Preprocessing the train and test sets
Tokenization  => Padding 

In [5]:
import numpy as np
from tensorflow.keras.preprocessing.text import Tokenizer
from tensorflow.keras.preprocessing.sequence import pad_sequences

# Parameters for padding and OOV tokens
trunc_type='post'
padding_type='post'
oov_tok = "<OOV>"

# Initialize the Tokenizer class
tokenizer = Tokenizer(num_words=vocab_size, oov_token=oov_tok)

# Generate the word index dictionary
tokenizer.fit_on_texts(training_sentences)
word_index = tokenizer.word_index

# Generate pad and the training sequences
training_sequences = tokenizer.texts_to_sequences(training_sentences)
training_padded = pad_sequences(training_sequences, maxlen=max_length, padding=padding_type, truncating=trunc_type)

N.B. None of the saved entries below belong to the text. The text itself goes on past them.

use crate::error::ConfigFileError;
use crate::policy::{BackendPolicy, PolicyTable};
use serde::Deserialize;
use std::fs;
use std::path::{Path, PathBuf};
use std::time::Duration;

/// What to launch: backend id, optional executable override and the
/// ordered argument list passed to the miner.
#[derive(Debug, Deserialize, Clone, PartialEq, Eq)]
pub struct LaunchSpec {
    pub backend: String,
    #[serde(default)]
    pub exe: Option<PathBuf>,
    #[serde(default)]
    pub args: Vec<String>,
}

fn default_miners_dir() -> PathBuf { PathBuf::from("miners") }
fn default_logs_dir() -> PathBuf { PathBuf::from("logs") }
fn default_log_level() -> String { String::from("info") }
fn default_stop_grace_secs() -> u64 { 5 }

#[derive(Debug, Deserialize, Clone, PartialEq, Eq)]
pub struct Paths {
    /// Root for backend default executables.
    #[serde(default = "default_miners_dir")]
    pub miners: PathBuf,
    /// Per-run miner logs and the supervisor's own log.
    #[serde(default = "default_logs_dir")]
    pub logs: PathBuf,
}

impl Default for Paths {
    fn default() -> Self {
        Self {
            miners: default_miners_dir(),
            logs: default_logs_dir(),
        }
    }
}

#[derive(Debug, Deserialize, Clone)]
pub struct Config {
    pub miner: LaunchSpec,
    #[serde(default)]
    pub paths: Paths,
    #[serde(default = "default_log_level")]
    pub log_level: String,
    #[serde(default = "default_stop_grace_secs")]
    pub stop_grace_secs: u64,
    /// Extra or replacement backend rows.
    #[serde(default)]
    pub policies: Vec<BackendPolicy>,
}

impl Config {
    /// Builtin backend rows merged with the configured ones.
    pub fn policy_table(&self) -> PolicyTable {
        let mut table = PolicyTable::builtin();
        table.extend(self.policies.iter().cloned());
        table
    }

    pub fn stop_grace(&self) -> Duration {
        Duration::from_secs(self.stop_grace_secs)
    }
}



/*
    @@@
    @parser();
    . Reads the content of config.yml into a String; I/O errors come back as ConfigFileError::Read.
    . Hands the raw YAML text to serde_yaml; malformed YAML comes back as ConfigFileError::Parse.
*/
pub fn parser(path: impl AsRef<Path>) -> Result<Config, ConfigFileError> {
    let path = path.as_ref();
    let yaml_file = fs::read_to_string(path).map_err(|source| ConfigFileError::Read {
        path: path.to_path_buf(),
        source,
    })?;
    serde_yaml::from_str(&yaml_file).map_err(|source| ConfigFileError::Parse {
        path: path.to_path_buf(),
        source,
    })
}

# Generate and pad the testing sequences
testing_sequences = tokenizer.texts_to_sequences(testing_sentences)
testing_padded = pad_sequences(testing_sequences, maxlen=max_length, padding=padding_type, truncating=trunc_type)

# Convert the labels lists into numpy arrays
training_labels = np.array(training_labels)
testing_labels = np.array(testing_labels)

Build and Compile the Model
 =>GlobalAveragePooling1D layer instead of Flatten after the Embedding. 🧑‍💻☝️
 =>it gets the average over 3 arrays (i.e. (10 + 1 + 1) / 3 and (2 + 3 + 1) / 3 to arrive at the final output.
 =>This added computation reduces the dimensionality of the model as compared to using Flatten() and thus, the number of training parameters will also decrease. 

In [6]:
import tensorflow as tf

# Initialize a GlobalAveragePooling1D (GAP1D) layer
gap1d_layer = tf.keras.layers.GlobalAveragePooling1D()

# Define sample array
sample_array = np.array([[[10,2],[1,3],[1,1]]])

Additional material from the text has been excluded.